It’s never easy when it’s time to say goodbye to your job, your university, your colleagues and your students, but for one beloved English professor who has been at MBU only a few years, that time has arrived.


Photo by Madison Mabrey



Admired literature professor, Dr. Glenn Hopp, recently announced he will be leaving Missouri Baptist University after the 2016 spring semester.

“The best times, I think, of my career was sitting in my office and looking at a piece of literature that I’ve either taught a lot, or never taught at all, and thinking, ‘How could I present this in a way that people would be inclined to think about it? Whether they liked it or not, try it on for size, and come away with something,’” Hopp said.

After 40 years of teaching at various high schools, junior colleges and universities, Hopp no longer wants to teach full-time so he can finally begin collecting Social Security and enjoying semi-retirement.

But, that doesn’t mean he is saying goodbye to teaching forever.

“I will probably still be looking for some kind of teaching part-time someplace, and I would be glad to work here if there is any need,” said Hopp, who came to MBU in 2013 from Howard Payne University in Brownwood, Texas.

Hopp has influenced many students positively during his three years at MBU, being known by some for bringing wit, humor and wisdom into the classroom.

Cragon McBride, an MBU junior majoring in English and secondary education, has witnessed Hopp’s wisdomatic effect in his British Literature II class.

“I don’t know if Dr. Hopp meant to teach a hidden lesson in one of his tangents in class, but he once spoke about paying a large sum of money for a fountain pen (I think it was around $40). He said that he knew that people thought it would be silly, but he didn’t care. He knew that for his passion (English and writing), it would be something that would make his experience more enjoyable. I kind of found this to be a miniature life lesson,” McBride recalled. “Oh sure, it was about a pen, but what I heard Dr. Hopp say was, ‘No matter how many times you hear that something is ridiculous or maybe even crazy, you have to pursue that thing if you know that it is something that you want and something that will make you happy.’ Or who knows … maybe he just got ripped off on a pen.”

After completing his student teaching hours in the fall of 1976 at University City High School in St. Louis, his cooperating teacher advised him to fill out an application and apply for a long-term substitute position opening up in her classroom. Hopp was offered the job and taught there for about six weeks.

From 1976 to 1984 while working on his graduate degrees, Hopp became a teacher’s assistant at Southern Illinois University in Edwardsville, and later at the University of Missouri in Columbia.

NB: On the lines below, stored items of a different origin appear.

//! On-disk configuration format (spec.md section 6):
//!
//! ```json
//! { "tunnels": [ { "name": ..., "user": ..., "host": ..., "port": ...,
//!                  "ssh_key": ..., "type": "forward"|"reverse",
//!                  "local_port": ..., "remote_host": ..., "remote_port": ...,
//!                  "reconnect_delay": ... }, ... ] }
//! ```
//!
//! The loader tolerates unknown fields and skips individually malformed
//! entries with a warning rather than failing the whole load; it fails only
//! when the top-level document has no `tunnels` array. The writer emits the
//! configuration subset only — never status, restart_count, last_restart,
//! or any runtime handle.

use std::path::Path;

use serde_json::Value;
use tracing::warn;

use crate::error::{TunnelError, TunnelResult};
use crate::tunnel::TunnelSpec;

/// Read and validate every tunnel entry found under the top-level `tunnels`
/// array. A single malformed entry is skipped with a warning; the document
/// itself must contain a `tunnels` array or the whole load fails.
pub fn load_specs<P: AsRef<Path>>(path: P) -> TunnelResult<Vec<TunnelSpec>> {
    let path = path.as_ref();
    let content = std::fs::read_to_string(path)
        .map_err(|e| TunnelError::Config(format!("failed to read {}: {e}", path.display())))?;

    let document: Value = serde_json::from_str(&content)
        .map_err(|e| TunnelError::Config(format!("failed to parse {}: {e}", path.display())))?;

    let entries = document
        .get("tunnels")
        .and_then(Value::as_array)
        .ok_or_else(|| {
            TunnelError::Config(format!(
                "{} must contain a top-level array under \"tunnels\"",
                path.display()
            ))
        })?;

    let mut specs = Vec::with_capacity(entries.len());
    for (idx, entry) in entries.iter().enumerate() {
        match serde_json::from_value::<TunnelSpec>(entry.clone()) {
            Ok(spec) => match spec.validate() {
                Ok(()) => specs.push(spec),
                Err(e) => warn!("skipping tunnels[{idx}]: {e}"),
            },
            Err(e) => warn!("skipping tunnels[{idx}]: {e}"),
        }
    }

    Ok(specs)
}

/// Re-emit the given specs as a pretty-printed document under `tunnels`.
pub fn write_specs<P: AsRef<Path>>(path: P, specs: &[TunnelSpec]) -> TunnelResult<()> {
    let document = serde_json::json!({ "tunnels": specs });
    let content = serde_json::to_string_pretty(&document)
        .map_err(|e| TunnelError::Config(format!("failed to serialize config: {e}")))?;
    std::fs::write(path, content)
        .map_err(|e| TunnelError::Config(format!("failed to write config file: {e}")))?;
    Ok(())
}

At the age of 30, Hopp accepted his first full-time position at Central Methodist College, which is now Central Methodist University, in St. Louis. He taught there for two years, replacing a teacher on sabbatical, then took a position at Howard Payne University in South Texas, where he stayed for 26 years.

During the first few years of his career, Hopp said he believed it was more professional to keep his enthusiasm about literature hidden. He soon learned that wasn’t the way to approach his students.

“When I started to let the enjoyment I have for literature, and the compassion I have for literature show, it really made my students come out more,” he said.

With such enjoyment and compassion for literature, it’s no wonder Hopp became a professor.

“I always liked writing, I always liked verbal things, I always loved reading and I was always good at school. It just kind of seemed like a natural culmination for somebody who was good with reading, writing and school to move into that.”

Hopp received his bachelor’s degree from the University of Missouri St. Louis, his master’s degree from Southern Illinois University in Edwardsville and his doctorate in English from the University of Missouri in Columbia.

With a lengthy educational background and teaching career, Hopp agrees he has met some pretty interesting, intelligent and amazing people along the way.

“I will miss the people, the students, my colleagues and things like that.”

It is clear that Hopp’s students and colleagues at MBU will miss him as well.

MBU senior, Julie Sieber, has had Dr. Hopp for British Literature I and II.

“Honestly, at first I wasn’t sure what to think of him. He has his own way of teaching, but once I understood his methods I really enjoyed his classes,” said Sieber, who is majoring in English and secondary education. “He likes to tell stories. His stories may seem off-topic, but they really make me grasp some of the concepts he’s introducing. I also like that he encourages discussion and has no problem with a student seeing a piece of writing differently.”

Dr. John Han, chair of the Humanities Division, said Hopp will be very hard to replace because he has so much knowledge in literature.

“Dr. Hopp is passionate, enthusiastic and willing to help his students in and out of the classroom. He is sincere about his teaching and very focused. He has been an asset to the English Department,” Han said. “He specializes in medieval literature and really has an expertise in that area.”

Hopp admires filmmaker Billy Wilder who, like Hopp, was known for his wit and passion.

Wilder once said, “If you don’t like what you’re doing, it’s unlikely anyone else will either, so be sure you are happy with your own work first.”